そうした背景から、年2回の連休期間(5月・11月)に限定して歩行者天国を「試行実施」。これにより「観光」と「市民生活」のバランスを図り、実際の課題や効果を丁寧に検証することが目的です。また、安全で快適な歩行環境を実現し、持続可能な観光地としての川越市を目指しています。
歩行者天国の詳細と利用者の声
- 実施区間:札の辻交差点 ~ 仲町交差点
- 時間:午前11時 ~ 午後5時
- 通行止め:自動車・自転車(自転車は降りて押して通行)
- バス:東武バス・イーグルバスの一部路線が迂回運行
「車を気にせず、歴史的な街並みをゆっくり歩けてうれしい」、「いつもより人が多く、驚いた」など、訪れた観光客からはおおむね好評の声。また、市民からは「子ども連れでも安心」「渋滞が気になる」といった様々な意見が見受けられました。
交通規制による影響と市のお願い
歩行者天国の実施により、周辺道路の混雑・渋滞が予想されるため、市では公共交通機関の利用を強く呼びかけています。特に、川越駅や本川越駅から一番街エリアへのアクセスは鉄道やバスが便利です。
また、周辺駐車場の混雑も予想されるため、車の利用を最小限にするよう、公式サイト等で協力をお願いしています。
歩行者天国が目指す「持続可能な川越観光」
川越市では、観光の発展とともに、
- ゴミ問題や地域美観の維持
- 安全な道路環境
- 市民・観光客双方の満足度向上
という観点で継続的な取り組みを進めています。歩行者天国の試行や、路上イベントの規制・ルール化、啓発活動のほか、YouTubeなどの動画媒体でも観光マナーや公共交通機関の利用促進が呼びかけられています。
「ベスコングルメ」と川越~グルメ注目度も急上昇
同じ連休に放送されたテレビ番組「ベスコングルメ★小江戸・川越巡り!めざすは菊池桃子オススメうなぎのひつまぶし」など、川越の食の魅力も全国に発信されました。女優・菊池桃子さんが川越の名店を巡り、地元名物やうなぎのひつまぶしに舌鼓。歴史ある和菓子やさつまいもグルメも取り上げられ、放送翌日には市内の飲食店に行列ができるほどの反響がありました。
テレビ放送を見て訪れた観光客からは、「地元の食材を使った料理が美味しかった」「名所巡りと一緒に、食べ歩きを楽しめた」といった感想も。観光地としてだけでなく、グルメタウンとしての川越の再発見が進んでいます。
今後の展望と課題
川越市では、今後も市民や観光事業者、バス会社などと連携しながら、歩行者天国の定期化や実現可能性について意見を集めていく方針です。
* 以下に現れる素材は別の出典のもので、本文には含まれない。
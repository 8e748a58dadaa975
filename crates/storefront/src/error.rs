//! Unified error handling with Sentry integration.
//!
//! Each module has its own error enum; [`AppError`] collects them for front
//! ends that want a single type. [`AppError::report`] captures remote and
//! internal failures to Sentry before the front end shows
//! [`AppError::user_message`].

use thiserror::Error;

use crate::api::ApiError;
use crate::auth::AuthError;
use crate::checkout::CheckoutError;
use crate::config::ConfigError;
use crate::storage::StorageError;

/// Application-level error type for the storefront.
#[derive(Debug, Error)]
pub enum AppError {
    /// Configuration could not be loaded.
    #[error("Config error: {0}")]
    Config(#[from] ConfigError),

    /// Backend call failed.
    #[error("API error: {0}")]
    Api(#[from] ApiError),

    /// Durable storage failed.
    #[error("Storage error: {0}")]
    Storage(#[from] StorageError),

    /// Authentication operation failed.
    #[error("Auth error: {0}")]
    Auth(#[from] AuthError),

    /// Checkout operation failed.
    #[error("Checkout error: {0}")]
    Checkout(#[from] CheckoutError),
}

impl AppError {
    /// Whether this error is worth an event in Sentry.
    ///
    /// Validation, credential and not-found errors are expected outcomes.
    #[must_use]
    pub const fn is_reportable(&self) -> bool {
        match self {
            Self::Config(_) | Self::Storage(_) | Self::Auth(AuthError::Storage(_)) => true,
            Self::Api(err)
            | Self::Auth(AuthError::Api(err))
            | Self::Checkout(CheckoutError::Api(err)) => {
                !matches!(err, ApiError::Unauthorized(_) | ApiError::NotFound(_))
            }
            Self::Auth(_) | Self::Checkout(_) => false,
        }
    }

    /// Log the error and, when reportable, capture it to Sentry.
    pub fn report(&self) {
        if self.is_reportable() {
            let event_id = capture_error(self);
            tracing::error!(
                error = %self,
                sentry_event_id = %event_id,
                "Storefront error"
            );
        } else {
            tracing::debug!(error = %self, "Storefront error");
        }
    }

    /// Message safe to show to the shopper.
    ///
    /// Internal details (paths, status codes, parse errors) are never
    /// included.
    #[must_use]
    pub fn user_message(&self) -> String {
        match self {
            Self::Config(_) => "The storefront is misconfigured".to_string(),
            Self::Storage(_) => "Could not save your data on this device".to_string(),
            Self::Api(err) => err.user_message(),
            Self::Auth(err) => err.user_message(),
            Self::Checkout(err) => err.user_message(),
        }
    }
}

/// Capture an error to Sentry and return the event ID.
pub fn capture_error<E: std::error::Error + ?Sized>(err: &E) -> uuid::Uuid {
    sentry::capture_error(err)
}

/// Set the Sentry user context from a user ID.
///
/// Call this after successful authentication to associate errors with users.
pub fn set_sentry_user(user_id: &impl ToString, email: Option<&str>) {
    sentry::configure_scope(|scope| {
        scope.set_user(Some(sentry::User {
            id: Some(user_id.to_string()),
            email: email.map(String::from),
            ..Default::default()
        }));
    });
}

/// Clear the Sentry user context.
///
/// Call this on logout to stop associating errors with the user.
pub fn clear_sentry_user() {
    sentry::configure_scope(|scope| {
        scope.set_user(None);
    });
}

/// Add a breadcrumb for user actions.
///
/// Breadcrumbs appear in Sentry error reports to show the trail of user actions
/// leading up to an error.
///
/// # Example
///
/// ```rust,ignore
/// add_breadcrumb("cart", "Added to cart", Some(&[("product_id", "p-1")]));
/// ```
pub fn add_breadcrumb(category: &str, message: &str, data: Option<&[(&str, &str)]>) {
    let mut breadcrumb = sentry::Breadcrumb {
        category: Some(category.to_string()),
        message: Some(message.to_string()),
        level: sentry::Level::Info,
        ..Default::default()
    };

    if let Some(pairs) = data {
        for (key, value) in pairs {
            breadcrumb.data.insert(
                (*key).to_string(),
                serde_json::Value::String((*value).to_string()),
            );
        }
    }

    sentry::add_breadcrumb(breadcrumb);
}
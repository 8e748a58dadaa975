//! Integration tests for the Verger storefront.
//!
//! # Running Tests
//!
//! ```bash
//! cargo test -p verger-integration-tests
//! ```
//!
//! The tests drive [`AppState`] end to end against an in-memory
//! [`FakeBackend`] that stands in for the storefront API and the payment
//! providers. Every backend call is recorded so tests can assert on what
//! was sent and in which order.
//!
//! # Test Categories
//!
//! - `cart_store` - Cart and favorites persistence
//! - `checkout_flow` - Validation, cash, card and `PayPal` checkouts
//! - `session_reconciliation` - Token validation and protected views

use std::collections::HashSet;
use std::num::NonZeroU32;
use std::sync::{Arc, Mutex, PoisonError};

use async_trait::async_trait;
use chrono::Utc;
use rust_decimal::Decimal;

use verger_core::{Email, OrderId, ProductId, UserId, VariantId};
use verger_storefront::api::{
    ApiError, AuthResponse, CatalogApi, DraftOrder, ForgotPasswordRequest, IdentityApi,
    LoginRequest, NewOrder, Order, OrderApi, Page, PayPalCapture, PayPalOrder, PaymentApi,
    PaymentIntent, Product, ProductQuery, ProfileUpdate, RegisterRequest, Unit, Variant,
};
use verger_storefront::checkout::{
    CardPaymentWidget, PayPalWidget, PaymentConfirmation, PaymentFailure,
};
use verger_storefront::config::StorefrontConfig;
use verger_storefront::models::{UserProfile, storage_keys};
use verger_storefront::notify::{Notification, NotificationLevel, Notifier};
use verger_storefront::state::{AppState, Backends};
use verger_storefront::storage::{MemoryStorage, Storage};

/// Password accepted by [`FakeBackend`] for every account.
pub const PASSWORD: &str = "correct horse";

// =============================================================================
// Recorded calls
// =============================================================================

/// One call received by the fake backend.
#[derive(Debug, Clone, PartialEq, Eq)]
pub enum Call {
    Login,
    Register,
    Me,
    UpdateProfile,
    ForgotPassword,
    ListProducts,
    Product(ProductId),
    CreateOrder(NewOrder),
    MyOrders,
    Order(OrderId),
    CreateCardIntent(DraftOrder),
    CreatePayPalOrder(DraftOrder),
    CapturePayPalOrder(String),
}

// =============================================================================
// FakeBackend
// =============================================================================

/// In-memory storefront API and payment provider.
///
/// Tokens are checked against the same storage the client writes them to,
/// the way the real backend checks the bearer header.
pub struct FakeBackend {
    storage: Arc<dyn Storage>,
    user: UserProfile,
    products: Vec<Product>,
    valid_tokens: Mutex<HashSet<String>>,
    calls: Mutex<Vec<Call>>,
    orders: Mutex<Vec<Order>>,
    failing_order_creations: Mutex<u32>,
    capture_status: Mutex<String>,
}

impl FakeBackend {
    /// A backend knowing `products` and the account from [`profile`].
    pub fn new(storage: Arc<dyn Storage>, products: Vec<Product>) -> Self {
        Self {
            storage,
            user: profile(),
            products,
            valid_tokens: Mutex::new(HashSet::new()),
            calls: Mutex::new(Vec::new()),
            orders: Mutex::new(Vec::new()),
            failing_order_creations: Mutex::new(0),
            capture_status: Mutex::new("COMPLETED".to_string()),
        }
    }

    /// Accept `token` as a valid bearer token.
    pub fn accept_token(&self, token: &str) {
        lock(&self.valid_tokens).insert(token.to_owned());
    }

    /// Fail the next `count` order creations with a server error.
    pub fn fail_next_order_creations(&self, count: u32) {
        *lock(&self.failing_order_creations) = count;
    }

    /// Status reported by the next `PayPal` captures.
    pub fn set_capture_status(&self, status: &str) {
        status.clone_into(&mut lock(&self.capture_status));
    }

    /// Every call received so far, in order.
    pub fn calls(&self) -> Vec<Call> {
        lock(&self.calls).clone()
    }

    /// Bodies of every order creation request, failed ones included.
    pub fn created_orders(&self) -> Vec<NewOrder> {
        self.calls()
            .into_iter()
            .filter_map(|call| match call {
                Call::CreateOrder(order) => Some(order),
                _ => None,
            })
            .collect()
    }

    /// Position of the first call matching `predicate`.
    pub fn position(&self, predicate: impl Fn(&Call) -> bool) -> Option<usize> {
        self.calls().iter().position(predicate)
    }

    fn record(&self, call: Call) {
        lock(&self.calls).push(call);
    }

    fn issue_token(&self) -> String {
        let token = format!("tok-{}", lock(&self.valid_tokens).len() + 1);
        self.accept_token(&token);
        token
    }

    fn authenticate(&self) -> Result<(), ApiError> {
        let token = self
            .storage
            .get(storage_keys::AUTH_TOKEN)
            .ok()
            .flatten()
            .ok_or_else(|| ApiError::Unauthorized("Missing token".to_string()))?;
        if lock(&self.valid_tokens).contains(token.trim()) {
            Ok(())
        } else {
            Err(ApiError::Unauthorized("Invalid token".to_string()))
        }
    }
}
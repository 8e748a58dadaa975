//! Order history.

use clap::Subcommand;

use verger_core::OrderId;
use verger_storefront::api::Order;
use verger_storefront::navigation::ORDER_HISTORY_PATH;
use verger_storefront::state::AppState;

use super::{CommandError, app_error, money, require_access};
use crate::console;

#[derive(Subcommand)]
pub enum OrdersAction {
    /// List past orders, newest first
    List,
    /// Show one order
    Show {
        /// Order ID
        id: String,
    },
}

pub async fn run(state: &AppState, action: OrdersAction) -> Result<(), CommandError> {
    require_access(state, ORDER_HISTORY_PATH).await?;
    let orders = &state.backends().orders;

    match action {
        OrdersAction::List => {
            let mut history = orders.my_orders().await.map_err(app_error)?;
            history.sort_by(|a, b| b.created_at.cmp(&a.created_at));

            if history.is_empty() {
                console::line("No orders yet");
            }
            for order in &history {
                console::line(&format!(
                    "{}  {}  {:<9}  {}",
                    order.id,
                    order.created_at.format("%Y-%m-%d %H:%M"),
                    order.status.as_str(),
                    money(order.draft.total, order.draft.currency)
                ));
            }
        }
        OrdersAction::Show { id } => {
            let order = orders.order(&OrderId::new(id)).await.map_err(app_error)?;
            print_order(&order);
        }
    }
    Ok(())
}

pub fn print_order(order: &Order) {
    let draft = &order.draft;
    let currency = draft.currency;

    console::line(&format!(
        "Order {} ({}, {})",
        order.id, order.status, draft.payment_method
    ));
    console::line(&draft.fulfillment.to_string());
    for item in &draft.items {
        console::line(&format!(
            "{:>3} × {} ({})  {}",
            item.quantity,
            item.title,
            item.variant,
            money(item.line_total, currency)
        ));
    }
    console::line(&format!("Subtotal  {}", money(draft.subtotal, currency)));
    console::line(&format!("Delivery  {}", money(draft.delivery_fee, currency)));
    console::line(&format!("Total     {}", money(draft.total, currency)));
}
実施後には、市民・観光客・事業者からのフィードバックをもとに、サービス・規制の見直しや新たなマナー啓発策を検討予定です。「住民にとっての暮らしやすさ」と「観光地としての魅力」が両立する町づくりをめざし、川越の挑戦は続きます。
また、グルメや町歩き、四季折々のイベント情報を定期的に発信することで、小江戸川越の魅力をより多くの人に伝えていく計画があります。市の公式サイトや観光協会のSNSなども、ぜひご覧になってみてください。
観光と地域の共生、未来につなぐ川越市の工夫
歴史ある街並みを守りつつ、時代に合わせた交通システムや観光マナーへの取り組みを進める川越市。今回の歩行者天国は、「観光地と市民の生活が調和する持続可能な地域モデル」として、今後他地域への波及も期待されています。
観光で訪れる皆さまも、地元の住民も、お互いに気持ちよく過ごせる川越を目指して、今後も様々なチャレンジが続いていくことでしょう。